--- EXTRACTED MATERIAL Enclosed Below ---

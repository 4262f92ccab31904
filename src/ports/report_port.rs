//! Report output port trait.

use crate::domain::error::ScreenerError;
use crate::domain::signal::BatchReport;
use std::path::Path;

/// Port for publishing screening results.
pub trait ReportPort {
    fn write(&self, report: &BatchReport, output_path: &Path) -> Result<(), ScreenerError>;
}
//! Signal records emitted by strategies.

use chrono::NaiveDate;
use std::collections::BTreeMap;

/// Why a setup matched; rendered with [`Reason::as_str`].
#[derive(Debug, Clone, Copy, PartialEq, Eq, Hash)]
#[cfg_attr(feature = "serde", derive(serde::Serialize, serde::Deserialize))]
#[cfg_attr(feature = "serde", serde(rename_all = "snake_case"))]
pub enum Reason {
    FallInBowl,
    NearShortTrend,
}

impl Reason {
    pub fn as_str(&self) -> &'static str {
        match self {
            Reason::FallInBowl => "fall_in_bowl",
            Reason::NearShortTrend => "near_short_trend",
        }
    }
}

impl std::fmt::Display for Reason {
    fn fmt(&self, f: &mut std::fmt::Formatter<'_>) -> std::fmt::Result {
        f.write_str(self.as_str())
    }
}

/// One matched observation.
#[derive(Debug, Clone, PartialEq)]
#[cfg_attr(feature = "serde", derive(serde::Serialize, serde::Deserialize))]
pub struct SignalDetail {
    pub date: NaiveDate,
    pub close: f64,
    pub j: f64,
    pub volume_ratio: f64,
    /// In units of 1e8.
    pub market_cap: f64,
    pub reasons: Vec<Reason>,
    pub key_candle_date: Option<NaiveDate>,
}

#[derive(Debug, Clone, PartialEq)]
#[cfg_attr(feature = "serde", derive(serde::Serialize, serde::Deserialize))]
pub struct Signal {
    pub code: String,
    pub name: String,
    pub signals: Vec<SignalDetail>,
}

impl Signal {
    pub fn latest_date(&self) -> Option<NaiveDate> {
        self.signals.iter().map(|s| s.date).max()
    }
}

/// Per-strategy results together with the code -> display name map used for rendering.
#[derive(Debug, Clone, Default, PartialEq)]
pub struct BatchReport {
    pub results: BTreeMap<String, Vec<Signal>>,
    pub names: BTreeMap<String, String>,
}

impl BatchReport {
    pub fn total_signals(&self) -> usize {
        self.results.values().map(Vec::len).sum()
    }
}

/// Rounds half away from zero to two decimals.
pub fn round2(value: f64) -> f64 {
    (value * 100.0).round() / 100.0
}

#[cfg(test)]
mod tests {
    use super::*;

    #[test]
    fn round2_values() {
        assert_eq!(round2(12.345_678), 12.35);
        assert_eq!(round2(-18.042), -18.04);
        assert_eq!(round2(50.0), 50.0);
    }

    #[test]
    fn reason_tags() {
        assert_eq!(Reason::FallInBowl.to_string(), "fall_in_bowl");
        assert_eq!(Reason::NearShortTrend.as_str(), "near_short_trend");
    }

    #[test]
    fn latest_date_picks_newest_detail() {
        let d1 = NaiveDate::from_ymd_opt(2024, 5, 1).unwrap();
        let d2 = NaiveDate::from_ymd_opt(2024, 5, 3).unwrap();
        let detail = |date| SignalDetail {
            date,
            close: 1.0,
            j: 0.0,
            volume_ratio: 1.0,
            market_cap: 1.0,
            reasons: vec![],
            key_candle_date: None,
        };
        let signal = Signal {
            code: "000001".into(),
            name: "Test".into(),
            signals: vec![detail(d1), detail(d2)],
        };
        assert_eq!(signal.latest_date(), Some(d2));
    }
}
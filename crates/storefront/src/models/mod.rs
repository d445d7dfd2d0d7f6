//! Domain models for storefront.

pub mod session;

pub use session::{CartStore, load_checkout, save_checkout};
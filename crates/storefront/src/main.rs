//! Brew & Bites storefront - café ordering site.
//!
//! This binary serves the menu, cart and simulated checkout on port 3000.
//!
//! # Architecture
//!
//! - Axum web framework with HTMX for interactivity
//! - Askama templates for server-side rendering
//! - In-memory sessions holding each visitor's cart and checkout flow
//! - A static menu compiled into the binary
//! - Simulated payments run as cancellable tokio tasks

#![cfg_attr(not(test), forbid(unsafe_code))]

use brew_and_bites_core::Catalog;
use brew_and_bites_storefront::{app, config::StorefrontConfig, state::AppState};
use sentry::integrations::tracing as sentry_tracing;
use tracing_subscriber::{layer::SubscriberExt, util::SubscriberInitExt};

/// Initialize Sentry error tracking and return guard that must be kept alive.
fn init_sentry(config: &StorefrontConfig) -> Option<sentry::ClientInitGuard> {
    let dsn = config.sentry_dsn.as_ref()?;

    let guard = sentry::init((
        dsn.as_str(),
        sentry::ClientOptions {
            release: sentry::release_name!(),
            environment: config
                .sentry_environment
                .clone()
                .map(std::borrow::Cow::Owned),
            attach_stacktrace: true,
            ..Default::default()
        },
    ));

    tracing::info!("Sentry initialized");
    Some(guard)
}

/// Filter tracing events to Sentry event types.
fn sentry_event_filter(metadata: &tracing::Metadata<'_>) -> sentry_tracing::EventFilter {
    match *metadata.level() {
        tracing::Level::ERROR | tracing::Level::WARN => sentry_tracing::EventFilter::Event,
        tracing::Level::INFO | tracing::Level::DEBUG => sentry_tracing::EventFilter::Breadcrumb,
        _ => sentry_tracing::EventFilter::Ignore,
    }
}

#[tokio::main]
async fn main() {
    // Load configuration from environment (needed for Sentry init)
    let config = StorefrontConfig::from_env().expect("Failed to load configuration");

    // Initialize Sentry (must be done before tracing subscriber)
    let _sentry_guard = init_sentry(&config);

    // Initialize tracing with EnvFilter and Sentry integration
    // Defaults to info level for our crate if RUST_LOG is not set
    let env_filter = tracing_subscriber::EnvFilter::try_from_default_env()
        .unwrap_or_else(|_| "brew_and_bites_storefront=info,tower_http=debug".into());

    // JSON logs when LOG_FORMAT=json, text otherwise
    let json_logs = std::env::var("LOG_FORMAT").is_ok_and(|format| format == "json");
    let json_layer =
        json_logs.then(|| tracing_subscriber::fmt::layer().json().flatten_event(true));
    let text_layer = (!json_logs).then(tracing_subscriber::fmt::layer);

    tracing_subscriber::registry()
        .with(env_filter)
        .with(json_layer)
        .with(text_layer)
        .with(sentry_tracing::layer().event_filter(sentry_event_filter))
        .init();

    let catalog = Catalog::cafe_menu();
    tracing::info!(products = catalog.len(), "Menu loaded");

    let state = AppState::new(config.clone(), catalog);
    let app = app(state.clone());

    // Start server
    let addr = config.socket_addr();
    tracing::info!("storefront listening on http://{}", addr);

    let listener = tokio::net::TcpListener::bind(addr)
        .await
        .expect("Failed to bind to address");

    axum::serve(listener, app)
        .with_graceful_shutdown(async move {
            shutdown_signal().await;
            // Fail in-flight payments so their requests can finish
            state.payments().shutdown();
        })
        .await
        .expect("Server error");
}

/// Wait for shutdown signal (Ctrl+C or SIGTERM).
async fn shutdown_signal() {
    let ctrl_c = async {
        tokio::signal::ctrl_c()
            .await
            .expect("Failed to install Ctrl+C handler");
    };

    #[cfg(unix)]
    let terminate = async {
        tokio::signal::unix::signal(tokio::signal::unix::SignalKind::terminate())
            .expect("Failed to install signal handler")
            .recv()
            .await;
    };

    #[cfg(not(unix))]
    let terminate = std::future::pending::<()>();

    tokio::select! {
        () = ctrl_c => {},
        () = terminate => {},
    }

    tracing::info!("Shutdown signal received, starting graceful shutdown");
}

--- End of Enclosed EXTRACTED MATERIAL ---

#### [EXERCISE REQUIREMENTS]
From the data above, count the lines where "into" occurs and give that figure and nothing else.

#### [TASK SOLUTION]
4